The study found that people thought the shoe idea was significantly more creative when it was thought to have come from far away than from a nearby source. Our brains are wired to assume that ideas that come from nearby are more concrete so they’re not considered as creative as the more abstract concepts that come from further away.

We perceive risks to be more obvious when they are close by but are more confident that things will work out through advice from an outside source.  The examples in the NPR piece were that managers typically ignore good ideas that come from their own employees but are quick to agree with outside consultants.

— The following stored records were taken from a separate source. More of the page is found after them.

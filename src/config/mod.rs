#[cfg(feature = "cli")]
pub mod cli;
pub mod toml_config;

use crate::adapters::{FileReferenceImage, HttpImageGenerator, HttpImageStore, LocalImageStore};
use crate::domain::ports::{BackendConfig, Backends};
use crate::utils::error::Result;
use std::sync::Arc;
use std::time::Duration;

pub use toml_config::TomlConfig;

/// Turns configured settings into host capabilities. Anything not configured
/// stays absent.
pub fn build_backends(config: &dyn BackendConfig) -> Result<Backends> {
    let timeout = Duration::from_secs(config.request_timeout_secs());
    let mut backends = Backends::none();

    if let Some(endpoint) = config.generation_endpoint() {
        tracing::debug!("Image generation backend: {}", endpoint);
        backends = backends.with_generator(Arc::new(HttpImageGenerator::new(endpoint, timeout)?));
    }

    if let Some(endpoint) = config.storage_endpoint() {
        tracing::debug!("Image storage backend: {}", endpoint);
        backends = backends.with_store(Arc::new(HttpImageStore::new(endpoint, timeout)?));
    } else if let Some(dir) = config.image_dir() {
        tracing::debug!("Image storage directory: {}", dir);
        backends = backends.with_store(Arc::new(LocalImageStore::new(dir)));
    }

    if let Some(path) = config.reference_image() {
        backends = backends.with_reference(Arc::new(FileReferenceImage::new(path)));
    }

    Ok(backends)
}

#[cfg(feature = "cli")]
pub use cli::CliConfig;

There are obvious investment advice parallels here as well. The simple choice never feels like the right one. For some reason investors feel more comfortable with complex strategies and higher fees. Steve Jobs had a good quote on this subject:

Simple can be harder than complex. You have to work hard to get your thinking clean to make it simple. But it’s worth it in the end because once you get there you can move mountains.

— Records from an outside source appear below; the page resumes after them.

#[cfg(test)]
mod tests {
    use super::*;
    use crate::core::dispatcher::build_prompt;
    use crate::domain::model::{ImageKey, ImageSet, UrlMap};
    use crate::domain::ports::{GenerationResult, ImageGenerator, ImageStore};
    use std::sync::atomic::{AtomicUsize, Ordering};
    use std::sync::Arc;
    use tokio::sync::Mutex;

    #[derive(Default)]
    struct MockGenerator {
        failing_prompts: Vec<String>,
        calls: AtomicUsize,
        references_seen: Mutex<Vec<usize>>,
    }

    impl MockGenerator {
        fn failing(prompts: &[&str]) -> Self {
            Self {
                failing_prompts: prompts.iter().map(|p| build_prompt(p)).collect(),
                ..Self::default()
            }
        }
    }

    #[async_trait::async_trait]
    impl ImageGenerator for MockGenerator {
        async fn generate(
            &self,
            prompt: &str,
            reference_images: &[ImageData],
        ) -> Result<GenerationResult> {
            self.calls.fetch_add(1, Ordering::SeqCst);
            self.references_seen.lock().await.push(reference_images.len());

            if self.failing_prompts.iter().any(|p| p == prompt) {
                return Err(DocError::GenerationFailure {
                    key: "mock".to_string(),
                    message: "timed out".to_string(),
                });
            }
            Ok(GenerationResult {
                success: true,
                image: Some(ImageData::new(prompt.as_bytes().to_vec())),
            })
        }
    }

    #[derive(Default)]
    struct MockStore {
        fail: bool,
        calls: AtomicUsize,
        saved_ids: Mutex<Vec<Uuid>>,
    }

    #[async_trait::async_trait]
    impl ImageStore for MockStore {
        async fn save_images(&self, document_id: Uuid, images: &ImageSet) -> Result<UrlMap> {
            self.calls.fetch_add(1, Ordering::SeqCst);
            self.saved_ids.lock().await.push(document_id);
            if self.fail {
                return Err(DocError::PersistenceFailure {
                    message: "503".to_string(),
                });
            }
            Ok(images
                .keys()
                .map(|key| (key.clone(), format!("https://x/{}.png", key)))
                .collect())
        }
    }

    struct MockReference(Option<ImageData>);

    #[async_trait::async_trait]
    impl ReferenceImageLoader for MockReference {
        async fn load(&self) -> Result<ImageData> {
            self.0.clone().ok_or_else(|| {
                DocError::IoError(std::io::Error::new(
                    std::io::ErrorKind::NotFound,
                    "blank.png missing",
                ))
            })
        }
    }

    fn pipeline(generator: &Arc<MockGenerator>, store: &Arc<MockStore>) -> DocumentPipeline {
        DocumentPipeline::new(
            Backends::none()
                .with_generator(generator.clone())
                .with_store(store.clone()),
        )
    }

    fn args(markdown: &str) -> PresentDocumentArgs {
        PresentDocumentArgs {
            title: "Guide".to_string(),
            markdown: markdown.to_string(),
        }
    }

    #[tokio::test]
    async fn test_blank_markdown_is_invalid_input() {
        let generator = Arc::new(MockGenerator::default());
        let store = Arc::new(MockStore::default());
        let pipeline = pipeline(&generator, &store);

        for markdown in ["", "   \n\t  "] {
            let err = pipeline.present(args(markdown)).await.unwrap_err();
            assert!(matches!(err, DocError::InvalidInput { .. }));
        }
        assert_eq!(generator.calls.load(Ordering::SeqCst), 0);
        assert_eq!(store.calls.load(Ordering::SeqCst), 0);
    }

    #[tokio::test]
    async fn test_markdown_without_placeholders_is_untouched() {
        let generator = Arc::new(MockGenerator::default());
        let store = Arc::new(MockStore::default());
        let markdown = "# Hello\n\n![logo](https://example.com/logo.png)\n";

        let result = pipeline(&generator, &store)
            .present(args(markdown))
            .await
            .unwrap();

        assert_eq!(result.data.markdown, markdown);
        assert_eq!(result.uuid, None);
        assert_eq!(result.message, "Created markdown document: Guide");
        assert_eq!(generator.calls.load(Ordering::SeqCst), 0);
        assert_eq!(store.calls.load(Ordering::SeqCst), 0);
    }

    #[tokio::test]
    async fn test_single_placeholder_resolved() {
        let generator = Arc::new(MockGenerator::default());
        let store = Arc::new(MockStore::default());

        let result = pipeline(&generator, &store)
            .present(args("![a cat](__too_be_replaced_image_path__)"))
            .await
            .unwrap();

        assert_eq!(result.data.markdown, "![a cat](https://x/image_0.png)");
        let id = result.uuid.expect("augmented documents carry an id");
        assert_eq!(store.saved_ids.lock().await.as_slice(), &[id]);
    }

    #[tokio::test]
    async fn test_every_placeholder_resolved_when_all_calls_succeed() {
        let generator = Arc::new(MockGenerator::default());
        let store = Arc::new(MockStore::default());
        let markdown = "![a](__too_be_replaced_image_path__)![b](/__too_be_replaced_image_path__)\n\
                        ![](__too_be_replaced_image_path__) tail";

        let result = pipeline(&generator, &store)
            .present(args(markdown))
            .await
            .unwrap();

        assert_eq!(
            result.data.markdown,
            "![a](https://x/image_0.png)![b](https://x/image_1.png)\n\
             ![](https://x/image_2.png) tail"
        );
        assert!(!result.data.markdown.contains("__too_be_replaced_image_path__"));
        assert_eq!(generator.calls.load(Ordering::SeqCst), 3);
        assert_eq!(store.calls.load(Ordering::SeqCst), 1);
    }

    #[tokio::test]
    async fn test_one_failed_generation_leaves_its_tag() {
        let generator = Arc::new(MockGenerator::failing(&["second"]));
        let store = Arc::new(MockStore::default());
        let markdown = "![first](__too_be_replaced_image_path__)\n\
                        ![second](/__too_be_replaced_image_path__)\n\
                        ![third](__too_be_replaced_image_path__)";

        let result = pipeline(&generator, &store)
            .present(args(markdown))
            .await
            .unwrap();

        assert_eq!(
            result.data.markdown,
            "![first](https://x/image_0.png)\n\
             ![second](/__too_be_replaced_image_path__)\n\
             ![third](https://x/image_2.png)"
        );
        assert_eq!(generator.calls.load(Ordering::SeqCst), 3);
    }

    #[tokio::test]
    async fn test_all_generations_failing_skips_persistence() {
        let generator = Arc::new(MockGenerator::failing(&["a", "b"]));
        let store = Arc::new(MockStore::default());
        let markdown = "![a](__too_be_replaced_image_path__) ![b](__too_be_replaced_image_path__)";

        let result = pipeline(&generator, &store)
            .present(args(markdown))
            .await
            .unwrap();

        assert_eq!(result.data.markdown, markdown);
        assert!(result.uuid.is_some());
        assert_eq!(store.calls.load(Ordering::SeqCst), 0);
    }

    #[tokio::test]
    async fn test_persistence_failure_returns_input_unchanged() {
        let generator = Arc::new(MockGenerator::default());
        let store = Arc::new(MockStore {
            fail: true,
            ..MockStore::default()
        });
        let markdown = "Intro\n![a](__too_be_replaced_image_path__)\n![b](/__too_be_replaced_image_path__)";

        let result = pipeline(&generator, &store)
            .present(args(markdown))
            .await
            .unwrap();

        assert_eq!(result.data.markdown, markdown);
        assert_eq!(store.calls.load(Ordering::SeqCst), 1);
    }

    #[tokio::test]
    async fn test_missing_backends_skip_augmentation() {
        let markdown = "![one](__too_be_replaced_image_path__)\n![two](/__too_be_replaced_image_path__)";
        let generator = Arc::new(MockGenerator::default());
        let store = Arc::new(MockStore::default());

        for backends in [
            Backends::none(),
            Backends::none().with_generator(generator.clone()),
            Backends::none().with_store(store.clone()),
        ] {
            let result = DocumentPipeline::new(backends)
                .present(args(markdown))
                .await
                .unwrap();
            assert_eq!(result.data.markdown, markdown);
            assert_eq!(result.uuid, None);
        }
        assert_eq!(generator.calls.load(Ordering::SeqCst), 0);
        assert_eq!(store.calls.load(Ordering::SeqCst), 0);
    }

    #[tokio::test]
    async fn test_second_run_is_a_no_op() {
        let generator = Arc::new(MockGenerator::default());
        let store = Arc::new(MockStore::default());
        let pipeline = pipeline(&generator, &store);

        let first = pipeline
            .present(args("# Doc\n![a](__too_be_replaced_image_path__)"))
            .await
            .unwrap();
        let second = pipeline
            .present(args(&first.data.markdown))
            .await
            .unwrap();

        assert_eq!(second.data.markdown, first.data.markdown);
        assert_eq!(second.uuid, None);
        assert_eq!(generator.calls.load(Ordering::SeqCst), 1);
        assert_eq!(store.calls.load(Ordering::SeqCst), 1);
    }

    #[tokio::test]
    async fn test_reference_image_is_shared_by_every_request() {
        let generator = Arc::new(MockGenerator::default());
        let store = Arc::new(MockStore::default());
        let pipeline = DocumentPipeline::new(
            Backends::none()
                .with_generator(generator.clone())
                .with_store(store.clone())
                .with_reference(Arc::new(MockReference(Some(ImageData::new(vec![0; 16]))))),
        );

        pipeline
            .present(args(
                "![a](__too_be_replaced_image_path__) ![b](__too_be_replaced_image_path__)",
            ))
            .await
            .unwrap();

        assert_eq!(generator.references_seen.lock().await.as_slice(), &[1, 1]);
    }

    #[tokio::test]
    async fn test_failed_reference_load_is_not_fatal() {
        let generator = Arc::new(MockGenerator::default());
        let store = Arc::new(MockStore::default());
        let pipeline = DocumentPipeline::new(
            Backends::none()
                .with_generator(generator.clone())
                .with_store(store.clone())
                .with_reference(Arc::new(MockReference(None))),
        );

        let result = pipeline
            .present(args("![a](__too_be_replaced_image_path__)"))
            .await
            .unwrap();

        assert_eq!(result.data.markdown, "![a](https://x/image_0.png)");
        assert_eq!(generator.references_seen.lock().await.as_slice(), &[0]);
    }

    #[test]
    fn test_route_requires_placeholders_and_both_backends() {
        let pipeline = DocumentPipeline::new(
            Backends::none()
                .with_generator(Arc::new(MockGenerator::default()))
                .with_store(Arc::new(MockStore::default())),
        );
        let found = PlaceholderScanner::new().scan("![a](__too_be_replaced_image_path__)");

        assert!(matches!(pipeline.route(&[]), Route::NoAugmentation));
        assert!(matches!(pipeline.route(&found), Route::Augmenting(_)));
        assert_eq!(found[0].key(), ImageKey::from_index(0));
    }
}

We are also eager to take advice from someone that sounds intelligent on TV or in an article, without vetting their predictions or doing our own research before making a purchase or sale.

Uncertainty makes people anxious and uncomfortable so we are willing to listen to those that claim they can predict the future to alleviate that tension.  No one knows for sure what’s going to happen tomorrow, but it makes us feel better to believe that someone can forecast the future to make us feel better.

Obviously not every idea right in front of your face is going to be the right one either, but you can’t assume that all outside sources know best.

Why We Miss Creative Ideas That Are Right Under Our Noses (NPR)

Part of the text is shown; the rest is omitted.